Frances Hagans. By the early 20th century, that this was Frances Artis’ maiden name was accepted wisdom. When four of her children — Vicey Artis Aldridge, Napoleon Artis, William M. Artis and Walter S. Artis — died, their informants replied “Frances Hagans” when asked the name of the mother of the deceased. Researchers find these records and dutifully set down her name this way in the innumerable family trees of her innumerable kin.

NorthCarolinaDeathCertificates1909-1975ForNapoleonArtis

But Frances Artis was not born a Hagans. She was a Seaberry, as her earliest records attest. She is Frances Seaberry, daughter of Aaron and Levisa Seaberry in both the 1850 and 1860 censuses. Most tellingly, it is the name Adam Artis gave the registrar when he applied for their marriage license in 1861.

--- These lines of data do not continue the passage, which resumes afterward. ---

//! Access-token store.
//!
//! The access token is the one shared secret that gates login and every
//! mutating route. Only a salted SHA-256 digest is kept, and on disk that
//! digest sits inside a ChaCha20-Poly1305 blob keyed by a machine-derived key.
//! The store moves from unconfigured to configured exactly once; the only way
//! back is deleting the file out of band.

use std::path::{Path, PathBuf};

use base64::Engine;
use chacha20poly1305::{
    aead::{Aead, KeyInit},
    ChaCha20Poly1305, Key, Nonce,
};
use parking_lot::Mutex;
use rand::{Rng, RngCore};
use serde::{Deserialize, Serialize};
use sha2::{Digest, Sha256};
use subtle::ConstantTimeEq;

/// Name of the encrypted token file inside the data directory.
pub const TOKEN_FILE: &str = "security.dat";

const MIN_TOKEN_LEN: usize = 4;
const MAX_TOKEN_LEN: usize = 64;
const NONCE_LEN: usize = 12;

#[derive(Debug, thiserror::Error)]
pub enum TokenError {
    #[error("an access token is already configured")]
    AlreadyConfigured,
    #[error("no access token is configured")]
    NotConfigured,
    #[error("token must be 4-64 printable characters without spaces")]
    InvalidFormat,
    #[error("current token does not match")]
    Mismatch,
    #[error("token store I/O failed for {path}: {source}")]
    Io {
        path: PathBuf,
        source: std::io::Error,
    },
    #[error("token store is corrupt: {0}")]
    Corrupt(String),
}

#[derive(Clone, Serialize, Deserialize)]
struct StoredDigest {
    version: u8,
    salt: String,
    hash: String,
}

#[derive(Clone)]
struct SaltedDigest {
    salt: [u8; 16],
    hash: [u8; 32],
}

impl SaltedDigest {
    fn compute(token: &str) -> Self {
        let mut salt = [0u8; 16];
        rand::thread_rng().fill_bytes(&mut salt);
        let hash = salted_hash(&salt, token);
        Self { salt, hash }
    }

    fn matches(&self, candidate: &str) -> bool {
        salted_hash(&self.salt, candidate)[..].ct_eq(&self.hash[..]).into()
    }
}

fn salted_hash(salt: &[u8], token: &str) -> [u8; 32] {
    let mut hasher = Sha256::new();
    hasher.update(salt);
    hasher.update(token.as_bytes());
    hasher.finalize().into()
}

/// Shared-secret store with optional file persistence.
pub struct TokenStore {
    path: Option<PathBuf>,
    key: [u8; 32],
    digest: Mutex<Option<SaltedDigest>>,
}

impl TokenStore {
    /// A store that never touches disk.
    pub fn in_memory() -> Self {
        Self {
            path: None,
            key: machine_key(),
            digest: Mutex::new(None),
        }
    }

    /// Open the store backed by `<data_dir>/security.dat`, loading the
    /// digest if the file exists.
    pub fn open(data_dir: &Path) -> Result<Self, TokenError> {
        std::fs::create_dir_all(data_dir).map_err(|source| TokenError::Io {
            path: data_dir.to_path_buf(),
            source,
        })?;
        let path = data_dir.join(TOKEN_FILE);
        let key = machine_key();
        let digest = if path.exists() {
            let blob = std::fs::read(&path).map_err(|source| TokenError::Io {
                path: path.clone(),
                source,
            })?;
            let digest = decode_blob(&key, &blob)?;
            tracing::info!(path = %path.display(), "loaded access token");
            Some(digest)
        } else {
            tracing::info!(path = %path.display(), "no access token configured yet");
            None
        };
        Ok(Self {
            path: Some(path),
            key,
            digest: Mutex::new(digest),
        })
    }

    /// Generate a fresh human-typable token, e.g. `4F2-A9C`.
    pub fn generate() -> String {
        let mut bytes = [0u8; 3];
        rand::thread_rng().fill(&mut bytes);
        let hex: String = bytes.iter().map(|b| format!("{b:02X}")).collect();
        format!("{}-{}", &hex[..3], &hex[3..])
    }

    pub fn is_configured(&self) -> bool {
        self.digest.lock().is_some()
    }

    /// Configure the token. Fails if one is already set.
    pub fn set_token(&self, value: &str) -> Result<(), TokenError> {
        check_format(value)?;
        let mut guard = self.digest.lock();
        if guard.is_some() {
            return Err(TokenError::AlreadyConfigured);
        }
        let digest = SaltedDigest::compute(value);
        self.persist(&digest)?;
        *guard = Some(digest);
        tracing::info!("access token configured");
        Ok(())
    }

    /// Replace the token after proving knowledge of the current one.
    pub fn rotate(&self, current: &str, new_value: &str) -> Result<(), TokenError> {
        check_format(new_value)?;
        let mut guard = self.digest.lock();
        let Some(existing) = guard.as_ref() else {
            return Err(TokenError::NotConfigured);
        };
        if !existing.matches(current) {
            return Err(TokenError::Mismatch);
        }
        let digest = SaltedDigest::compute(new_value);
        self.persist(&digest)?;
        *guard = Some(digest);
        tracing::info!("access token rotated");
        Ok(())
    }

    /// Constant-time check of `candidate` against the stored digest.
    pub fn validate(&self, candidate: &str) -> bool {
        let guard = self.digest.lock();
        let valid = guard.as_ref().is_some_and(|d| d.matches(candidate));
        if !valid {
            tracing::debug!("access token validation failed");
        }
        valid
    }

    fn persist(&self, digest: &SaltedDigest) -> Result<(), TokenError> {
        let Some(path) = &self.path else {
            return Ok(());
        };
        let blob = encode_blob(&self.key, digest)?;
        let tmp = path.with_extension("dat.tmp");
        std::fs::write(&tmp, &blob)
            .and_then(|_| restrict_permissions(&tmp))
            .and_then(|_| std::fs::rename(&tmp, path))
            .map_err(|source| TokenError::Io {
                path: path.clone(),
                source,
            })
    }
}

fn check_format(value: &str) -> Result<(), TokenError> {
    let len = value.chars().count();
    let printable = value.chars().all(|c| !c.is_control() && !c.is_whitespace());
    if (MIN_TOKEN_LEN..=MAX_TOKEN_LEN).contains(&len) && printable {
        Ok(())
    } else {
        Err(TokenError::InvalidFormat)
    }
}

#[cfg(unix)]
fn restrict_permissions(path: &Path) -> std::io::Result<()> {
    use std::os::unix::fs::PermissionsExt;
    std::fs::set_permissions(path, std::fs::Permissions::from_mode(0o600))
}

#[cfg(not(unix))]
fn restrict_permissions(_path: &Path) -> std::io::Result<()> {
    Ok(())
}

/// Symmetric key derived from stable machine properties.
/// Stable per-install identifiers, first readable one wins.
const MACHINE_ID_PATHS: &[&str] = &["/etc/machine-id", "/var/lib/dbus/machine-id"];

fn machine_key() -> [u8; 32] {
    let host = hostname::get()
        .ok()
        .and_then(|h| h.into_string().ok())
        .unwrap_or_default();
    let paths: Vec<&Path> = MACHINE_ID_PATHS.iter().map(Path::new).collect();
    let machine_id = read_machine_id(&paths);
    let mut hasher = Sha256::new();
    hasher.update(b"deskgate-token-store-v2");
    hasher.update(host.as_bytes());
    hasher.update([0u8]);
    hasher.update(machine_id.as_bytes());
    hasher.finalize().into()
}

fn read_machine_id(candidates: &[&Path]) -> String {
    candidates
        .iter()
        .filter_map(|p| std::fs::read_to_string(p).ok())
        .map(|s| s.trim().to_string())
        .find(|s| !s.is_empty())
        .unwrap_or_default()
}

fn encode_blob(key: &[u8; 32], digest: &SaltedDigest) -> Result<Vec<u8>, TokenError> {
    let b64 = base64::engine::general_purpose::STANDARD;
    let stored = StoredDigest {
        version: 1,
        salt: b64.encode(digest.salt),
        hash: b64.encode(digest.hash),
    };
    let plaintext =
        serde_json::to_vec(&stored).map_err(|e| TokenError::Corrupt(e.to_string()))?;

    let cipher = ChaCha20Poly1305::new(Key::from_slice(key));
    let mut nonce_bytes = [0u8; NONCE_LEN];
    rand::thread_rng().fill_bytes(&mut nonce_bytes);
    let ciphertext = cipher
        .encrypt(Nonce::from_slice(&nonce_bytes), plaintext.as_slice())
        .map_err(|e| TokenError::Corrupt(format!("encrypt: {e}")))?;

    let mut blob = nonce_bytes.to_vec();
    blob.extend_from_slice(&ciphertext);
    Ok(blob)
}

fn decode_blob(key: &[u8; 32], blob: &[u8]) -> Result<SaltedDigest, TokenError> {
    if blob.len() <= NONCE_LEN {
        return Err(TokenError::Corrupt("file too short".into()));
    }
    let (nonce, ciphertext) = blob.split_at(NONCE_LEN);
    let cipher = ChaCha20Poly1305::new(Key::from_slice(key));
    let plaintext = cipher
        .decrypt(Nonce::from_slice(nonce), ciphertext)
        .map_err(|_| TokenError::Corrupt(
            "decryption failed (different machine? run `deskgate reset-token`)".into(),
        ))?;
    let stored: StoredDigest =
        serde_json::from_slice(&plaintext).map_err(|e| TokenError::Corrupt(e.to_string()))?;

    let b64 = base64::engine::general_purpose::STANDARD;
    let salt = b64
        .decode(&stored.salt)
        .map_err(|e| TokenError::Corrupt(e.to_string()))?;
    let hash = b64
        .decode(&stored.hash)
        .map_err(|e| TokenError::Corrupt(e.to_string()))?;
    Ok(SaltedDigest {
        salt: salt
            .try_into()
            .map_err(|_| TokenError::Corrupt("bad salt length".into()))?,
        hash: hash
            .try_into()
            .map_err(|_| TokenError::Corrupt("bad hash length".into()))?,
    })
}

ARTIS_--_Adam_Artis_Frances_Seberry_Marr_Lic

How, this mix-up? It is a case of transferral. Frances’ mother’s maiden name was Hagans and gave birth to a son, Napoleon Hagans, before she married Aaron Seaberry. Napoleon Hagans grew to become one of the wealthiest “colored” men in Wayne County, larger than life, feared and respected by black and white alike. Given the shadow that Frances’ brother (probably half-brother, in fact) cast, it is not surprising that 50+ years after her death, her descendants assumed that she was a Hagans, too.